Deep Surrogate Docking: Accelerating Automated Drug Discovery with Graph
Neural Networks
- URL: http://arxiv.org/abs/2211.02720v1
- Date: Fri, 4 Nov 2022 19:36:02 GMT
- Title: Deep Surrogate Docking: Accelerating Automated Drug Discovery with Graph
Neural Networks
- Authors: Ryien Hosseini, Filippo Simini, Austin Clyde, Arvind Ramanathan
- Abstract summary: We introduce Deep Surrogate Docking (DSD), a framework that applies deep learning-based surrogate modeling to accelerate the docking process substantially.
We show that the DSD workflow combined with the FiLMv2 architecture provides a 9.496x speedup in molecule screening with a 3% recall error rate.
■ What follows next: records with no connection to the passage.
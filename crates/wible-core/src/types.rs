//! Shared types and OpenAPI schemas.
//!
//! Observations produced by the probes and the consolidated [`Snapshot`]
//! served to callers.

use chrono::{DateTime, Utc};
use serde::{Deserialize, Serialize};
use utoipa::ToSchema;

/// Name reported for BLE advertisers that do not broadcast one.
pub const UNKNOWN_DEVICE_NAME: &str = "Unknown";

/// One visible Wi-Fi network.
///
/// Several access points broadcasting the same SSID show up as separate
/// observations with the same `ssid`.
#[derive(Debug, Clone, PartialEq, Serialize, Deserialize, ToSchema)]
#[schema(example = json!({ "ssid": "HomeNet", "signal_dbm": -50.0 }))]
pub struct WifiObservation {
    /// Network name.
    #[schema(example = "HomeNet")]
    pub ssid: String,

    /// Signal strength in dBm.
    #[schema(example = -50.0)]
    pub signal_dbm: f64,
}

impl WifiObservation {
    /// Create an observation from an SSID and a dBm reading.
    pub fn new(ssid: impl Into<String>, signal_dbm: f64) -> Self {
        Self {
            ssid: ssid.into(),
            signal_dbm,
        }
    }
}

/// Convert a signal quality percentage into dBm (`percent / 2 - 100`),
/// rounded to one decimal place.
#[must_use]
pub fn percent_to_dbm(percent: u8) -> f64 {
    let dbm = f64::from(percent) / 2.0 - 100.0;
    (dbm * 10.0).round() / 10.0
}

/// One nearby BLE advertiser.
#[derive(Debug, Clone, PartialEq, Eq, Serialize, Deserialize, ToSchema)]
#[schema(example = json!({
    "name": "Pixel 8",
    "address": "AA:BB:CC:DD:EE:FF",
    "signal_dbm": -62
}))]
pub struct BleObservation {
    /// Advertised name, or `"Unknown"`.
    #[schema(example = "Pixel 8")]
    pub name: String,

    /// Device address.
    #[schema(example = "AA:BB:CC:DD:EE:FF")]
    pub address: String,

    /// RSSI in dBm.
    #[schema(example = -62)]
    pub signal_dbm: i16,
}

impl BleObservation {
    /// Create an observation, substituting `"Unknown"` for a missing name.
    pub fn new(name: Option<String>, address: impl Into<String>, signal_dbm: i16) -> Self {
        Self {
            name: name
                .filter(|n| !n.trim().is_empty())
                .unwrap_or_else(|| UNKNOWN_DEVICE_NAME.to_string()),
            address: address.into(),
            signal_dbm,
        }
    }
}

/// Raw throughput numbers returned by a speed probe.
#[derive(Debug, Clone, Copy, PartialEq, Serialize, Deserialize, ToSchema)]
pub struct SpeedMeasurement {
    /// Download throughput in Mbit/s.
    pub download_mbps: f64,
    /// Upload throughput in Mbit/s.
    pub upload_mbps: f64,
    /// Round-trip latency in milliseconds.
    pub ping_ms: f64,
}

/// Internet reachability and throughput.
#[derive(Debug, Clone, Copy, PartialEq, Serialize, Deserialize, ToSchema)]
#[schema(example = json!({
    "connected": true,
    "download_mbps": 94.12,
    "upload_mbps": 38.5,
    "ping_ms": 12.31
}))]
pub struct InternetStatus {
    /// Whether the last speed measurement succeeded.
    pub connected: bool,

    /// Download throughput in Mbit/s (0 when disconnected).
    #[schema(example = 94.12)]
    pub download_mbps: f64,

    /// Upload throughput in Mbit/s (0 when disconnected).
    #[schema(example = 38.5)]
    pub upload_mbps: f64,

    /// Latency in milliseconds (-1 when disconnected).
    #[schema(example = 12.31)]
    pub ping_ms: f64,
}

impl InternetStatus {
    /// The value published when a measurement has never succeeded or just failed.
    #[must_use]
    pub const fn disconnected() -> Self {
        Self {
            connected: false,
            download_mbps: 0.0,
            upload_mbps: 0.0,
            ping_ms: -1.0,
        }
    }

    /// The value published after a successful measurement.
    #[must_use]
    pub const fn connected(measurement: SpeedMeasurement) -> Self {
        Self {
            connected: true,
            download_mbps: measurement.download_mbps,
            upload_mbps: measurement.upload_mbps,
            ping_ms: measurement.ping_ms,
        }
    }
}

impl Default for InternetStatus {
    fn default() -> Self {
        Self::disconnected()
    }
}

/// The consolidated view of the radio environment.
///
/// Wi-Fi, rogue and BLE fields always come from the same fast scan cycle.
/// `internet` is refreshed on its own cadence and may be older.
#[derive(Debug, Clone, PartialEq, Serialize, Deserialize, ToSchema)]
#[schema(example = json!({
    "wifi": [
        { "ssid": "HomeNet", "signal_dbm": -50.0 },
        { "ssid": "EvilTwin", "signal_dbm": -40.0 }
    ],
    "rogue_aps": ["EvilTwin"],
    "ble": [
        { "name": "Pixel 8", "address": "AA:BB:CC:DD:EE:FF", "signal_dbm": -62 }
    ],
    "ble_available": true,
    "internet": {
        "connected": true,
        "download_mbps": 94.12,
        "upload_mbps": 38.5,
        "ping_ms": 12.31
    },
    "timestamp": "2025-01-15T03:30:00Z",
    "version": 42
}))]
pub struct Snapshot {
    /// Visible Wi-Fi networks.
    pub wifi: Vec<WifiObservation>,

    /// SSIDs in `wifi` that are absent from the baseline, sorted.
    pub rogue_aps: Vec<String>,

    /// Nearby BLE advertisers.
    pub ble: Vec<BleObservation>,

    /// `false` when the BLE probe failed this cycle or BLE is unusable on this host.
    pub ble_available: bool,

    /// Internet reachability and throughput.
    pub internet: InternetStatus,

    /// Time of the most recent write by either scan loop. `None` before the first write.
    pub timestamp: Option<DateTime<Utc>>,

    /// Incremented on every write.
    pub version: u64,
}

impl Default for Snapshot {
    fn default() -> Self {
        Self {
            wifi: Vec::new(),
            rogue_aps: Vec::new(),
            ble: Vec::new(),
            ble_available: false,
            internet: InternetStatus::disconnected(),
            timestamp: None,
            version: 0,
        }
    }
}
- Score: 0.9785311158871759
- License: http://creativecommons.org/licenses/by/4.0/
- Abstract: The process of screening molecules for desirable properties is a key step in
several applications, ranging from drug discovery to material design. During
the process of drug discovery specifically, protein-ligand docking, or chemical
docking, is a standard in-silico scoring technique that estimates the binding
affinity of molecules with a specific protein target. Recently, however, as the
number of virtual molecules available to test has rapidly grown, these
classical docking algorithms have created a significant computational
bottleneck. We address this problem by introducing Deep Surrogate Docking
(DSD), a framework that applies deep learning-based surrogate modeling to
accelerate the docking process substantially. DSD can be interpreted as a
formalism of several earlier surrogate prefiltering techniques, adding novel
metrics and practical training practices. Specifically, we show that graph
neural networks (GNNs) can serve as fast and accurate estimators of classical
docking algorithms. Additionally, we introduce FiLMv2, a novel GNN architecture
which we show outperforms existing state-of-the-art GNN architectures,
attaining more accurate and stable performance by allowing the model to filter
out irrelevant information from data more efficiently. Through extensive
experimentation and analysis, we show that the DSD workflow combined with the
FiLMv2 architecture provides a 9.496x speedup in molecule screening with a <3%
recall error rate on an example docking task. Our open-source code is available
at https://github.com/ryienh/graph-dock.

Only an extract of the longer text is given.